Not to mention, you're looking at going from a 23T (or 24, i might have counted wrong) big cog to a 27. Its gonna help but its not really a big difference. It kinda sounds to me like you're going to mostly be gaining more ratios rather than more range by moving to 9 speed, not to mention increasing the dish on the wheel and having slightly poorer chainline in crosschained gear combos.

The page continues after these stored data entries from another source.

impl Backend for MemoryBackend {
    fn list_applications(&self, name: Option<&str>) -> Result<Vec<Application>> {
        let state = self.read("list_applications", ResourceKind::Application, name.unwrap_or(""))?;
        Ok(state
            .applications
            .values()
            .filter(|a| name.is_none_or(|n| a.application_name == n))
            .map(|a| state.application_view(a))
            .collect())
    }

    fn create_application(&self, name: &str, description: Option<&str>) -> Result<()> {
        let mut state = self.write("create_application", name);
        if state.applications.contains_key(name) {
            return Err(rejected(
                ResourceKind::Application,
                name,
                format!("Application {name} already exists."),
            ));
        }
        let now = Utc::now();
        state.applications.insert(
            name.to_string(),
            Application {
                application_name: name.to_string(),
                description: description.map(str::to_string),
                date_created: now,
                date_updated: now,
                versions: Vec::new(),
                configuration_templates: Vec::new(),
            },
        );
        Ok(())
    }

    fn update_application(&self, name: &str, description: Option<&str>) -> Result<()> {
        let mut state = self.write("update_application", name);
        state.require_application(name)?;
        if let Some(app) = state.applications.get_mut(name) {
            app.description = description.map(str::to_string);
            app.date_updated = Utc::now();
        }
        Ok(())
    }

    fn delete_application(&self, name: &str) -> Result<()> {
        let mut state = self.write("delete_application", name);
        state.require_application(name)?;
        state.applications.remove(name);
        state.versions.retain(|v| v.application_name != name);
        state.templates.retain(|t| t.application_name != name);
        Ok(())
    }

    fn list_versions(&self, app: &str, label: Option<&str>) -> Result<Vec<ApplicationVersion>> {
        let target = label.map_or_else(|| app.to_string(), |l| format!("{app}/{l}"));
        let state = self.read("list_versions", ResourceKind::Version, &target)?;
        Ok(state
            .versions
            .iter()
            .filter(|v| v.application_name == app)
            .filter(|v| label.is_none_or(|l| v.version_label == l))
            .cloned()
            .collect())
    }

    fn create_version(&self, spec: &VersionSpec) -> Result<()> {
        let app = &spec.application_name;
        let label = &spec.version_label;
        let mut state = self.write("create_version", &format!("{app}/{label}"));
        state.require_application(app)?;
        if state
            .versions
            .iter()
            .any(|v| &v.application_name == app && &v.version_label == label)
        {
            return Err(rejected(
                ResourceKind::Version,
                label,
                format!("Application Version {label} already exists."),
            ));
        }
        let Some(source_bundle) = spec.source_bundle.clone() else {
            return Err(Error::from_remote(
                "MissingParameter",
                "SourceBundle is required",
                ResourceKind::Version,
                label,
            ));
        };
        let now = Utc::now();
        state.versions.push(ApplicationVersion {
            application_name: app.clone(),
            version_label: label.clone(),
            description: spec.description.clone(),
            source_bundle: Some(source_bundle),
            date_created: now,
            date_updated: now,
        });
        Ok(())
    }

    fn update_version(&self, app: &str, label: &str, description: Option<&str>) -> Result<()> {
        let mut state = self.write("update_version", &format!("{app}/{label}"));
        let version = state
            .versions
            .iter_mut()
            .find(|v| v.application_name == app && v.version_label == label)
            .ok_or_else(|| no_version(label))?;
        version.description = description.map(str::to_string);
        version.date_updated = Utc::now();
        Ok(())
    }

    fn delete_version(&self, app: &str, label: &str, delete_source: bool) -> Result<()> {
        let mut state = self.write("delete_version", &format!("{app}/{label}"));
        if state.failing_deletes.contains(label) {
            return Err(Error::from_remote(
                "InsufficientPrivilegesException",
                &format!("Access denied deleting version {label}"),
                ResourceKind::Version,
                label,
            ));
        }
        if state.is_deployed(app, label) {
            return Err(Error::from_remote(
                "OperationInProgressFailure",
                &format!("Unable to delete application version {label} because it is being used by an environment"),
                ResourceKind::Version,
                label,
            ));
        }
        let index = state
            .versions
            .iter()
            .position(|v| v.application_name == app && v.version_label == label)
            .ok_or_else(|| no_version(label))?;
        state.versions.remove(index);

        if delete_source && state.missing_sources.contains(label) {
            return Err(Error::from_remote(
                "SourceBundleDeletionFailure",
                &format!("Unable to delete source bundle for version {label}: object does not exist"),
                ResourceKind::Version,
                label,
            ));
        }
        Ok(())
    }

    fn list_environments(&self, app: &str, names: Option<&[String]>) -> Result<Vec<Environment>> {
        let target = names.map_or_else(|| app.to_string(), |n| format!("{app}/{}", n.join(",")));
        let mut state = self.read("list_environments", ResourceKind::Environment, &target)?;
        let settled = state.settled_health;
        let mut found = Vec::new();
        for entry in &mut state.environments {
            let env = &entry.environment;
            if env.application_name != app {
                continue;
            }
            if names.is_some_and(|n| !n.contains(&env.environment_name)) {
                continue;
            }
            entry.observe(settled);
            found.push(entry.environment.clone());
        }
        Ok(found)
    }

    fn create_environment(&self, spec: &EnvironmentSpec) -> Result<Environment> {
        let app = &spec.application_name;
        let name = &spec.environment_name;
        let mut state = self.write("create_environment", &format!("{app}/{name}"));
        state.require_application(app)?;

        if state
            .environments
            .iter()
            .any(|e| e.is_live() && &e.environment.environment_name == name)
        {
            return Err(rejected(
                ResourceKind::Environment,
                name,
                format!("Environment {name} already exists."),
            ));
        }

        let mut settings = Vec::new();
        let mut solution_stack = spec.solution_stack_name.clone();
        match (&spec.template_name, &spec.solution_stack_name) {
            (Some(template), _) => {
                let index = state
                    .template_index(app, template)
                    .ok_or_else(|| bad_reference(name, no_template(app, template)))?;
                let template = &state.templates[index];
                settings.clone_from(&template.option_settings);
                solution_stack.clone_from(&template.solution_stack_name);
            }
            (None, Some(_)) => {}
            (None, None) => {
                return Err(Error::from_remote(
                    "MissingParameter",
                    "Either TemplateName or SolutionStackName must be specified",
                    ResourceKind::Environment,
                    name,
                ));
            }
        }

        if let Some(label) = &spec.version_label
            && !state
                .versions
                .iter()
                .any(|v| &v.application_name == app && &v.version_label == label)
        {
            return Err(bad_reference(name, no_version(label)));
        }

        merge_settings(&mut settings, &spec.option_settings);

        let id = format!("e-{:08}", state.next_id);
        state.next_id += 1;
        let now = Utc::now();
        let prefix = spec.cname_prefix.as_deref().unwrap_or(name);
        let environment = Environment {
            environment_id: id,
            environment_name: name.clone(),
            application_name: app.clone(),
            version_label: spec.version_label.clone(),
            solution_stack_name: solution_stack,
            template_name: spec.template_name.clone(),
            description: spec.description.clone(),
            cname: Some(format!("{prefix}.platform.example.com")),
            status: EnvironmentStatus::Launching,
            health: EnvironmentHealth::Grey,
            tier: Some(spec.tier()),
            date_created: now,
            date_updated: now,
        };
        let remaining = state.transition_polls;
        state.environments.push(EnvironmentEntry {
            environment: environment.clone(),
            settings,
            remaining,
        });
        Ok(environment)
    }

    fn update_environment(&self, spec: &EnvironmentSpec) -> Result<Environment> {
        let app = &spec.application_name;
        let name = &spec.environment_name;
        let mut state = self.write("update_environment", &format!("{app}/{name}"));
        let polls = state.transition_polls;

        if let Some(label) = &spec.version_label
            && !state
                .versions
                .iter()
                .any(|v| &v.application_name == app && &v.version_label == label)
        {
            return Err(bad_reference(name, no_version(label)));
        }

        let entry = state
            .live_environment_mut(Some(app), name)
            .ok_or_else(|| no_environment(name))?;
        if entry.environment.status != EnvironmentStatus::Ready {
            return Err(rejected(
                ResourceKind::Environment,
                name,
                format!("Environment named {name} is in an invalid state for this operation. Must be Ready."),
            ));
        }

        let env = &mut entry.environment;
        if spec.version_label.is_some() {
            env.version_label.clone_from(&spec.version_label);
        }
        if spec.description.is_some() {
            env.description.clone_from(&spec.description);
        }
        if spec.template_name.is_some() {
            env.template_name.clone_from(&spec.template_name);
        }
        if spec.solution_stack_name.is_some() {
            env.solution_stack_name.clone_from(&spec.solution_stack_name);
        }
        merge_settings(&mut entry.settings, &spec.option_settings);
        entry.begin(EnvironmentStatus::Updating, polls);
        Ok(entry.environment.clone())
    }

    fn terminate_environment(&self, name: &str) -> Result<()> {
        let mut state = self.write("terminate_environment", name);
        let polls = state.transition_polls;
        let entry = state
            .live_environment_mut(None, name)
            .filter(|e| e.environment.status != EnvironmentStatus::Terminating)
            .ok_or_else(|| no_environment(name))?;
        entry.begin(EnvironmentStatus::Terminating, polls);
        Ok(())
    }

    fn describe_configuration_settings(
        &self,
        app: &str,
        target: SettingsTarget<'_>,
    ) -> Result<Vec<ConfigurationSettings>> {
        let kind = match target {
            SettingsTarget::Environment(_) => ResourceKind::Environment,
            _ => ResourceKind::Template,
        };
        let mut state = self.read(
            "describe_configuration_settings",
            kind,
            &format!("{app}/{target}"),
        )?;

        match target {
            SettingsTarget::Environment(name) => {
                let entry = state
                    .live_environment_mut(Some(app), name)
                    .ok_or_else(|| no_environment(name))?;
                let env = &entry.environment;
                Ok(vec![ConfigurationSettings {
                    application_name: env.application_name.clone(),
                    environment_name: Some(env.environment_name.clone()),
                    template_name: None,
                    solution_stack_name: env.solution_stack_name.clone(),
                    description: env.description.clone(),
                    deployment_status: Some("deployed".to_string()),
                    option_settings: entry.settings.clone(),
                    date_created: env.date_created,
                    date_updated: env.date_updated,
                }])
            }
            SettingsTarget::Template(name) => {
                let index = state
                    .template_index(app, name)
                    .ok_or_else(|| no_template(app, name))?;
                Ok(vec![state.templates[index].clone()])
            }
            SettingsTarget::AllTemplates => Ok(state
                .templates
                .iter()
                .filter(|t| t.application_name == app)
                .cloned()
                .collect()),
        }
    }

    fn create_configuration_template(&self, spec: &TemplateSpec) -> Result<()> {
        let app = &spec.application_name;
        let name = &spec.template_name;
        let mut state = self.write("create_configuration_template", &format!("{app}/{name}"));
        state.require_application(app)?;
        if state.template_index(app, name).is_some() {
            return Err(rejected(
                ResourceKind::Template,
                name,
                format!("Configuration Template {name} already exists."),
            ));
        }
        let mut settings = Vec::new();
        merge_settings(&mut settings, &spec.option_settings);
        let now = Utc::now();
        state.templates.push(ConfigurationSettings {
            application_name: app.clone(),
            environment_name: None,
            template_name: Some(name.clone()),
            solution_stack_name: spec.solution_stack_name.clone(),
            description: spec.description.clone(),
            deployment_status: None,
            option_settings: settings,
            date_created: now,
            date_updated: now,
        });
        Ok(())
    }

    fn update_configuration_template(&self, spec: &TemplateSpec) -> Result<()> {
        let app = &spec.application_name;
        let name = &spec.template_name;
        let mut state = self.write("update_configuration_template", &format!("{app}/{name}"));
        let index = state
            .template_index(app, name)
            .ok_or_else(|| no_template(app, name))?;
        let template = &mut state.templates[index];
        if spec.description.is_some() {
            template.description.clone_from(&spec.description);
        }
        if spec.solution_stack_name.is_some() {
            template.solution_stack_name.clone_from(&spec.solution_stack_name);
        }
        merge_settings(&mut template.option_settings, &spec.option_settings);
        template.date_updated = Utc::now();
        Ok(())
    }

    fn delete_configuration_template(&self, app: &str, name: &str) -> Result<()> {
        let mut state = self.write("delete_configuration_template", &format!("{app}/{name}"));
        let index = state
            .template_index(app, name)
            .ok_or_else(|| no_template(app, name))?;
        state.templates.remove(index);
        Ok(())
    }
}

my .02 ....lose the Dura-Ace RD. Replace it with something like a Deore with a long cage, then swap out the freewheel for a 7 speed 13-32 (or 34) freewheel. You'll gain a lot more range and be able to keep your wheelset. I run a 7 speed Sun-Race freewheel on my Dura-Ace 7400 hubs with no issues.
ZB makes good points, Jared.

I think the RD is limiting you more than the freewheel that's on there.

I get that 36 spokes is overkill, though. But back in the day, that's what we ran... If you're looking to make this a retro style bike (modern drivetrain on older frame), then get a new set of wheels (or have some made) and get a long cage RD that will handle the gears you want to run.

Also, if you change it over to 9 spd, aren't you going to have to have the rear triangle spread to better accommodate the 130?

Seems like a lot of work & money when you could change out the RD and get a freewheel that will do what you want.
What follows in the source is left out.